The 169km line was built in just four years, between 1898 and 1902. Teams of up to 5000 Norwegian navvies worked in extreme conditions, succeeding where a British-led project to build a railway to the now-abandoned town at Rombaksbotn failed a few years before.

The experience of the navvies provided food-for-thought for the railway men and women who gathered for the International Heavy Haul Association’s (IHHA) bi-annual conference in Narvik on June 10-14. Mr Michael Roney, long-time Canadian Pacific general manager and chief engineer and now an independent consultant, compared the experience of the navvies with the modern-day railway engineer.


The theme of this year’s conference “Heavy Haul 4.0 - achieving record-breaking performance levels” reflects the possible rewards of the digital railway.

“We are all navvies,” he said. “In the same way they had to develop a system that would suit their situation, we are doing the same as we navigate our way through the digital world.”

The theme of this year’s conference “Heavy Haul 4.0 - achieving record-breaking performance levels” reflects the possible rewards of the digital railway. For Roney, as well as offering opportunity, it emphasises the complexity of the 21st century heavy-haul system where “multiple layers” have been added.

While previously, the industry was immersed in tackling technical issues, now increasingly it is looking at understanding and benefiting from digital technologies - how data retrieved from sensors might inform predictive maintenance programmes, or how automated signalling might improve performance.

Mr Brian Monakali, outgoing chairman of IHHA, presented IHHA’s 2030 vision of how the heavy-haul industry might respond to future challenges.
Set to be published in a White Paper this month, by 2030 the strategy aims to “achieve a competitive, safe, responsible and intelligent heavy-haul logistics value chain that leverages cutting-edge technologies to create value for stakeholders.”

Collaborate

The strategy aims to improve customer experience and reduce logistics costs. Specific institutions have been assigned certain disciplines to identify the current challenges, objectives, and strategies as well as an implementation plan for the next 10 years. These include rolling stock and infrastructure maintenance, operations safety, execution, command and control, network planning and cyber security. “We must collaborate through the IHHA in order to develop our future and to identify the steps necessary to take us there,” Monakali said.

The conference itself presented insight into how the heavy-haul sector is, or is about to, benefit from future technologies and ultimately deliver this vision.

Among the award-winning papers was research on the use of augmented reality to improve the efficiency of fault diagnostics and maintenance, and the use of big data to derive dynamic load impact factors. The conference also heard from Rio Tinto about its Autohaul automation programme, which is now fully operational, and according to Mr Shaun Robertson, Rio Tinto’s principal advisor - rail, is offering a velocity increase of 5-6% and time savings of around an hour per train. The interest in the presentation reflects the desire of other operators to unlock similar benefits.
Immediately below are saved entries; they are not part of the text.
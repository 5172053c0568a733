//! User entity and related types

use chrono::{DateTime, Utc};
use serde::{Deserialize, Serialize};
use thiserror::Error;

/// Raised when a user ID is not a positive integer
#[derive(Debug, Error, Clone, PartialEq, Eq)]
#[error("User ID must be a positive integer, got {0}")]
pub struct InvalidUserId(pub i64);

/// Store-assigned user identifier
#[derive(Debug, Clone, Copy, PartialEq, Eq, Hash, PartialOrd, Ord, Serialize, Deserialize)]
#[serde(try_from = "i64", into = "i64")]
pub struct UserId(i64);

impl UserId {
    /// Create a new UserId after validation
    pub fn new(id: i64) -> Result<Self, InvalidUserId> {
        if id > 0 {
            Ok(Self(id))
        } else {
            Err(InvalidUserId(id))
        }
    }

    /// Get the inner integer value
    pub fn value(&self) -> i64 {
        self.0
    }
}

impl TryFrom<i64> for UserId {
    type Error = InvalidUserId;

    fn try_from(value: i64) -> Result<Self, Self::Error> {
        Self::new(value)
    }
}

impl From<UserId> for i64 {
    fn from(id: UserId) -> Self {
        id.0
    }
}

impl std::fmt::Display for UserId {
    fn fmt(&self, f: &mut std::fmt::Formatter<'_>) -> std::fmt::Result {
        write!(f, "{}", self.0)
    }
}

/// Validated candidate handed to the store for insertion.
///
/// `password_hash` must already be a digest produced by a password hasher.
#[derive(Debug, Clone, PartialEq, Eq)]
pub struct NewUser {
    pub first_name: Option<String>,
    pub last_name: Option<String>,
    pub username: String,
    pub phone: String,
    pub password_hash: String,
    pub role: String,
    pub is_admin: bool,
    pub is_active: bool,
}

/// Delta applied by an update; `None` leaves the stored value untouched
#[derive(Debug, Clone, Default, PartialEq, Eq)]
pub struct UserChanges {
    pub first_name: Option<String>,
    pub last_name: Option<String>,
    pub username: Option<String>,
    pub phone: Option<String>,
    pub password_hash: Option<String>,
    pub role: Option<String>,
    pub is_admin: Option<bool>,
    pub is_active: Option<bool>,
}

impl UserChanges {
    pub fn is_empty(&self) -> bool {
        *self == Self::default()
    }
}

/// Flat view of a persisted row, used by stores to rebuild a [`User`]
#[derive(Debug, Clone)]
pub struct UserRecord {
    pub id: UserId,
    pub first_name: Option<String>,
    pub last_name: Option<String>,
    pub username: String,
    pub phone: String,
    pub password_hash: String,
    pub role: String,
    pub is_admin: bool,
    pub is_active: bool,
    pub created_at: DateTime<Utc>,
    pub updated_at: DateTime<Utc>,
    pub deleted_at: Option<DateTime<Utc>>,
}

/// User entity for authentication
#[derive(Debug, Clone, Serialize, Deserialize)]
pub struct User {
    id: UserId,
    #[serde(skip_serializing_if = "Option::is_none")]
    first_name: Option<String>,
    #[serde(skip_serializing_if = "Option::is_none")]
    last_name: Option<String>,
    username: String,
    phone: String,
    /// Argon2 password hash - never exposed in serialization
    #[serde(skip_serializing, default)]
    password_hash: String,
    role: String,
    is_admin: bool,
    is_active: bool,
    created_at: DateTime<Utc>,
    updated_at: DateTime<Utc>,
    #[serde(skip_serializing_if = "Option::is_none")]
    deleted_at: Option<DateTime<Utc>>,
}

impl User {
    /// Build the stored form of a freshly inserted user
    pub fn new(id: UserId, new_user: NewUser, now: DateTime<Utc>) -> Self {
        Self {
            id,
            first_name: new_user.first_name,
            last_name: new_user.last_name,
            username: new_user.username,
            phone: new_user.phone,
            password_hash: new_user.password_hash,
            role: new_user.role,
            is_admin: new_user.is_admin,
            is_active: new_user.is_active,
            created_at: now,
            updated_at: now,
            deleted_at: None,
        }
    }

    /// Rebuild a user from a persisted row
    pub fn restore(record: UserRecord) -> Self {
        Self {
            id: record.id,
            first_name: record.first_name,
            last_name: record.last_name,
            username: record.username,
            phone: record.phone,
            password_hash: record.password_hash,
            role: record.role,
            is_admin: record.is_admin,
            is_active: record.is_active,
            created_at: record.created_at,
            updated_at: record.updated_at,
            deleted_at: record.deleted_at,
        }
    }

    // Getters

    pub fn id(&self) -> UserId {
        self.id
    }

    pub fn first_name(&self) -> Option<&str> {
        self.first_name.as_deref()
    }

    pub fn last_name(&self) -> Option<&str> {
        self.last_name.as_deref()
    }

    pub fn username(&self) -> &str {
        &self.username
    }

    pub fn phone(&self) -> &str {
        &self.phone
    }

    pub fn password_hash(&self) -> &str {
        &self.password_hash
    }

    pub fn role(&self) -> &str {
        &self.role
    }

    pub fn is_admin(&self) -> bool {
        self.is_admin
    }

    pub fn is_active(&self) -> bool {
        self.is_active
    }

    pub fn created_at(&self) -> DateTime<Utc> {
        self.created_at
    }

    pub fn updated_at(&self) -> DateTime<Utc> {
        self.updated_at
    }

    pub fn deleted_at(&self) -> Option<DateTime<Utc>> {
        self.deleted_at
    }

    /// Soft-deleted users are kept for audit but excluded from lookups
    pub fn is_deleted(&self) -> bool {
        self.deleted_at.is_some()
    }

    // Mutators

    /// Apply an update delta, touching `updated_at` only when something changed
    pub fn apply(&mut self, changes: UserChanges, now: DateTime<Utc>) {
        if changes.is_empty() {
            return;
        }

        if let Some(first_name) = changes.first_name {
            self.first_name = Some(first_name);
        }
        if let Some(last_name) = changes.last_name {
            self.last_name = Some(last_name);
        }
        if let Some(username) = changes.username {
            self.username = username;
        }
        if let Some(phone) = changes.phone {
            self.phone = phone;
        }
        if let Some(password_hash) = changes.password_hash {
            self.password_hash = password_hash;
        }
        if let Some(role) = changes.role {
            self.role = role;
        }
        if let Some(is_admin) = changes.is_admin {
            self.is_admin = is_admin;
        }
        if let Some(is_active) = changes.is_active {
            self.is_active = is_active;
        }

        self.updated_at = now;
    }

    /// Mark the user as soft-deleted
    pub fn mark_deleted(&mut self, now: DateTime<Utc>) {
        self.deleted_at = Some(now);
        self.updated_at = now;
    }
}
The event also revealed many of the challenges facing the industry. In particular, balancing existing systems with new technology.

Expertise

The fundamental concept of rail transport - steel wheel on steel rail - is not changing. The need for expertise and understanding of the wheel-rail interface, track stresses and dynamics is as apparent now as it ever has been.

Where significant change is on the horizon is in how data retrieved from various sensors and other diagnostics systems can inform decision-making, and improve infrastructure and operational reliability and performance. Concepts such as Artificial Intelligence have the potential to support this process with early applications showing their potential.
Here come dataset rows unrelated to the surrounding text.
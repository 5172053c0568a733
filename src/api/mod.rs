//! API layer - HTTP endpoints and middleware

pub mod auth;
pub mod health;
pub mod middleware;
pub mod router;
pub mod state;
pub mod types;
pub mod users;

pub use router::create_router;
pub use state::{AppState, CredentialServiceTrait};
//! Account request and response bodies

use serde::{Deserialize, Serialize};

use crate::domain::token::TokenPair;
use crate::domain::user::User;
use crate::infrastructure::user::CreateUserRequest;

/// Self-service registration body; role and flags take their defaults
#[derive(Debug, Clone, Deserialize)]
pub struct SignupRequest {
    #[serde(default)]
    pub first_name: Option<String>,
    #[serde(default)]
    pub last_name: Option<String>,
    #[serde(default)]
    pub username: String,
    #[serde(default)]
    pub phone: String,
    #[serde(default)]
    pub password: String,
}

impl From<SignupRequest> for CreateUserRequest {
    fn from(request: SignupRequest) -> Self {
        Self {
            first_name: request.first_name,
            last_name: request.last_name,
            ..CreateUserRequest::new(request.username, request.phone, request.password)
        }
    }
}

/// Credentials presented at login
#[derive(Debug, Clone, Deserialize)]
pub struct LoginRequest {
    #[serde(default)]
    pub username: String,
    #[serde(default)]
    pub password: String,
}

/// Successful login: a fresh token pair plus the authenticated user
#[derive(Debug, Clone, Serialize)]
pub struct LoginResponse {
    pub tokens: TokenPair,
    pub user: User,
}

/// Refresh token exchanged for a new pair; cookie clients may omit it
#[derive(Debug, Clone, Default, Deserialize)]
pub struct RefreshRequest {
    #[serde(default)]
    pub refresh: Option<String>,
}

/// Plain acknowledgement body
#[derive(Debug, Clone, Serialize)]
pub struct MessageResponse {
    pub message: String,
}

impl MessageResponse {
    pub fn new(message: impl Into<String>) -> Self {
        Self {
            message: message.into(),
        }
    }
}

/// List wrapper
#[derive(Debug, Clone, Serialize)]
pub struct UsersResponse {
    pub object: &'static str,
    pub data: Vec<User>,
}

impl UsersResponse {
    pub fn new(data: Vec<User>) -> Self {
        Self {
            object: "list",
            data,
        }
    }
}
Critically, AI could flip the foundations of the railway system - from “smart” infrastructure and “dumb” locomotives based on lineside or in-cab signalling systems, to “smart” locomotives, which use AI to autonomously recognise and respond to hazards.


Change is inevitable, particularly as new people familiar with these concepts enter the industry.

However, resistance to such a fundamental paradigm shift is likely, not least from the signalling suppliers, and railways seeking to protect their multi-million-dollar investments. But as Rio Tinto has shown with Autohaul, betting on technology can deliver benefits.

Change is inevitable, particularly as new people familiar with these concepts enter the industry. While technology is gradually taking people away from working processes, people will continue to make the key decisions based on evidence - if AI delivers a step-change in performance, rail will have little choice but to embrace it.

Where heavy-haul and the rail sector in general might struggle, however, is as industry veterans retire and take their knowledge and experience of the railway system with them. While it was encouraging to see IHHA recognise Emerging Rail Professionals and a smattering of young people in Narvik, the industry’s big guns remain its veterans, many of whom are consultants who get the call when something is not going quite right.

Passing on their knowledge is perhaps the biggest navigational challenge facing the industry. The heavy-haul railway, and rail transport in general, is on the verge of a major leap forward. It cannot afford for a knowledge gap to hold it back.